(Records from a collection)
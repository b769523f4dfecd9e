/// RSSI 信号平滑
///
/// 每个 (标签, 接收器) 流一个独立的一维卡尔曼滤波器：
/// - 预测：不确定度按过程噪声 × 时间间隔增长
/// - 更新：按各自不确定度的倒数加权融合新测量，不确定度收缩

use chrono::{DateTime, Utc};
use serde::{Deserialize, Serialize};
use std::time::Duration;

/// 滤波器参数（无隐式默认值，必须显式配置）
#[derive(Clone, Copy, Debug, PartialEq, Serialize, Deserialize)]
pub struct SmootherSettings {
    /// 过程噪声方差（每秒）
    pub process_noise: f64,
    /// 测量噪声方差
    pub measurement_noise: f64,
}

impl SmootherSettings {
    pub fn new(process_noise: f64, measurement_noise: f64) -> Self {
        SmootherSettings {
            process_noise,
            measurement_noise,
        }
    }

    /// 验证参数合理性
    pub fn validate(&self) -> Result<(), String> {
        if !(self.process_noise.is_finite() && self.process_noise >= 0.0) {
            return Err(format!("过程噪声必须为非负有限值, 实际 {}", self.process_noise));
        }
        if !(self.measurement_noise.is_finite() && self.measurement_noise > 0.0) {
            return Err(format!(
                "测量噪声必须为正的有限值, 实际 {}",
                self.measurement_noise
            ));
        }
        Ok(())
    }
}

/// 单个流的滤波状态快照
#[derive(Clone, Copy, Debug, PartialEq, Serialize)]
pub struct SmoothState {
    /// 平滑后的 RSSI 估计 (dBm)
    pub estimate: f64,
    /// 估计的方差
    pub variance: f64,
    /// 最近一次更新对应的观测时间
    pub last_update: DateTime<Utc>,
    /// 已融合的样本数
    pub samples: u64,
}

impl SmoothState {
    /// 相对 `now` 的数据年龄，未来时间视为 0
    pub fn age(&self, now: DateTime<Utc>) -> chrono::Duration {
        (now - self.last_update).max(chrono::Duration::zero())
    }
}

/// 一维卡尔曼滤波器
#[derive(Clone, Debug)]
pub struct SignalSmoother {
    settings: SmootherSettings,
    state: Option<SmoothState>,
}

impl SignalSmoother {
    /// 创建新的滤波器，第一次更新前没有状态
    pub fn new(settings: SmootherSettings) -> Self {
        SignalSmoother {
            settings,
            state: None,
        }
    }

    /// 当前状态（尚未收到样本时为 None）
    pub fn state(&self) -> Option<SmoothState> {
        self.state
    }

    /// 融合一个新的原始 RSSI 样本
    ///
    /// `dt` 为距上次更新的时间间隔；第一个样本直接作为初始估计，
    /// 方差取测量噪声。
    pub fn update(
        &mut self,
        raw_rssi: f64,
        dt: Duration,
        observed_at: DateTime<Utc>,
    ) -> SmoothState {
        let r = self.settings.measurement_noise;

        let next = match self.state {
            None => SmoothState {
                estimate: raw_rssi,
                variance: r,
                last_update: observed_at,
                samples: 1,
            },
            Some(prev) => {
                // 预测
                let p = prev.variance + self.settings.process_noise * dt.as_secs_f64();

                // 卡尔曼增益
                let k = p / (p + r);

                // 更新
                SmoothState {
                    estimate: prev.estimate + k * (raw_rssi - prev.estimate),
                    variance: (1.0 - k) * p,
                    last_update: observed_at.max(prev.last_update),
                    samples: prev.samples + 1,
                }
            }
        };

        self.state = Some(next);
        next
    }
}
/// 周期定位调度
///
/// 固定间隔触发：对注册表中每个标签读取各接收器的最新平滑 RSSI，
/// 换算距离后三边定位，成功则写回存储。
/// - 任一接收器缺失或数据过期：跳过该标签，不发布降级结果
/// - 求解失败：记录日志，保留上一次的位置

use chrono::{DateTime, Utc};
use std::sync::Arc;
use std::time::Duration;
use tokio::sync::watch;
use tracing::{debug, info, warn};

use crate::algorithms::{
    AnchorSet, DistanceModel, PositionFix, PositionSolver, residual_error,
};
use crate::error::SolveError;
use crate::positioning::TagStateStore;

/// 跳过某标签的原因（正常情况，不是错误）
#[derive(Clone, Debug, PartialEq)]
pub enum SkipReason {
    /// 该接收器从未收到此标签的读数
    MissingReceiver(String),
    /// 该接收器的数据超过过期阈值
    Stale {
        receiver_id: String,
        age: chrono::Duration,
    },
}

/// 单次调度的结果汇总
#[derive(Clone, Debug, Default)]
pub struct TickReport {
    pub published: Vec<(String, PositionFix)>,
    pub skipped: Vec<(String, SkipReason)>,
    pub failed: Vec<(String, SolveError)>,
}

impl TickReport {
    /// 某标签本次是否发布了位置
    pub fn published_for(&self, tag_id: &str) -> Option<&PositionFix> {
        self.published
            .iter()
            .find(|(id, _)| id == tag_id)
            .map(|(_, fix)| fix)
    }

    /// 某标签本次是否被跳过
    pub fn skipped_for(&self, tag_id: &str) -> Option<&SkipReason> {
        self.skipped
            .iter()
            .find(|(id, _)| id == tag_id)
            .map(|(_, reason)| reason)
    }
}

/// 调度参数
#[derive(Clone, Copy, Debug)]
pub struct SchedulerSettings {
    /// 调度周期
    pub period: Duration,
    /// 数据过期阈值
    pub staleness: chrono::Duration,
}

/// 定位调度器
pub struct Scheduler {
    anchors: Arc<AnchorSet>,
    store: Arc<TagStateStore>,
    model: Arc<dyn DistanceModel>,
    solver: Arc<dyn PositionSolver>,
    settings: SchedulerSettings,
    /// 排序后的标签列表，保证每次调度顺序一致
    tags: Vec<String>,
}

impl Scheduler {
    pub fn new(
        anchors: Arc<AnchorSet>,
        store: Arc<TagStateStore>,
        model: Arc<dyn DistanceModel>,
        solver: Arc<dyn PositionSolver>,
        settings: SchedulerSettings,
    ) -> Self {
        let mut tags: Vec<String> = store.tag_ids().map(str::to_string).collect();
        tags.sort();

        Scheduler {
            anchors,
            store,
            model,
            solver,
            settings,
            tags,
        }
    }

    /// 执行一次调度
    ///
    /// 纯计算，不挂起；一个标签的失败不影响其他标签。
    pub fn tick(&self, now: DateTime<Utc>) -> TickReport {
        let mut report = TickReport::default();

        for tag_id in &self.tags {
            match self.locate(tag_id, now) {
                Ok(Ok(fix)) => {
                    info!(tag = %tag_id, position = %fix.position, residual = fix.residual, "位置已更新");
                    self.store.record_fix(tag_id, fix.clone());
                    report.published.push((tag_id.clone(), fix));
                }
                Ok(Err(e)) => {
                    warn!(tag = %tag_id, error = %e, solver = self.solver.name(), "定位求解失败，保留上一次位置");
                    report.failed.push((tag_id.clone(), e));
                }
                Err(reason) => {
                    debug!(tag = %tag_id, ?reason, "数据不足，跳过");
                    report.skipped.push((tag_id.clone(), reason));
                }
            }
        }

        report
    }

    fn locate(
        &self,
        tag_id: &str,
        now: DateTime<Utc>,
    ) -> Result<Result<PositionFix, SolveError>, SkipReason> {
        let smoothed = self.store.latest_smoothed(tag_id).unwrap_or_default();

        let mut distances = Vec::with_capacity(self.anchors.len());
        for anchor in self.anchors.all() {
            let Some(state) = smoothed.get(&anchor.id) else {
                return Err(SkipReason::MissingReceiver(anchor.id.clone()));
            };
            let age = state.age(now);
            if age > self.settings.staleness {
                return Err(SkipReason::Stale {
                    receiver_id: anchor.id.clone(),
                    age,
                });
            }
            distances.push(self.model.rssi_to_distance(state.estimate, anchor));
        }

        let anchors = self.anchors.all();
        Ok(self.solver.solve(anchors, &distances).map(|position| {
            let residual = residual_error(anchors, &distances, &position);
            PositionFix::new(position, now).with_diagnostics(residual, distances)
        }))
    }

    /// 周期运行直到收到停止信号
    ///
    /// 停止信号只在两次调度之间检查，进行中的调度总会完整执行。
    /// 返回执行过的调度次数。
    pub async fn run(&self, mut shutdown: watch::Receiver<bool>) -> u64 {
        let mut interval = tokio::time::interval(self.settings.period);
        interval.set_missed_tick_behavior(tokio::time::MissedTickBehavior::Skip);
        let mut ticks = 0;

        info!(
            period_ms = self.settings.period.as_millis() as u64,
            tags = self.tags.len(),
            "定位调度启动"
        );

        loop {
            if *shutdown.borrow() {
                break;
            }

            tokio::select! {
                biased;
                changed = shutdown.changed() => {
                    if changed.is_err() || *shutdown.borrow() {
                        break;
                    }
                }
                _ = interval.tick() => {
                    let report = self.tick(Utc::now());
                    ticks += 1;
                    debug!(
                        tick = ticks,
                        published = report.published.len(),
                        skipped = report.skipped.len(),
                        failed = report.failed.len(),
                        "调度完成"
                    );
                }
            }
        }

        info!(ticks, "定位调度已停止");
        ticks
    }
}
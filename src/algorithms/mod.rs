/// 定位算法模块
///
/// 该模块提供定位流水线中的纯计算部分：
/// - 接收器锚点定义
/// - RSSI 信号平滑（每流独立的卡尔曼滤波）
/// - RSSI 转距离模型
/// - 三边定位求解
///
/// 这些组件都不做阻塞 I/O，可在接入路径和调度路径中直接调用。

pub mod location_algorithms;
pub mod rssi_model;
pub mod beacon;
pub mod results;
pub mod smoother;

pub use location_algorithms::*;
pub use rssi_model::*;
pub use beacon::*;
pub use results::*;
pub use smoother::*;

WHAT THIS TASK INVOLVES: Pull out each line of the entries that contains "distances".

RESULT:
        let mut distances = Vec::with_capacity(self.anchors.len());
            distances.push(self.model.rssi_to_distance(state.estimate, anchor));
        Ok(self.solver.solve(anchors, &distances).map(|position| {
            let residual = residual_error(anchors, &distances, &position);
            PositionFix::new(position, now).with_diagnostics(residual, distances)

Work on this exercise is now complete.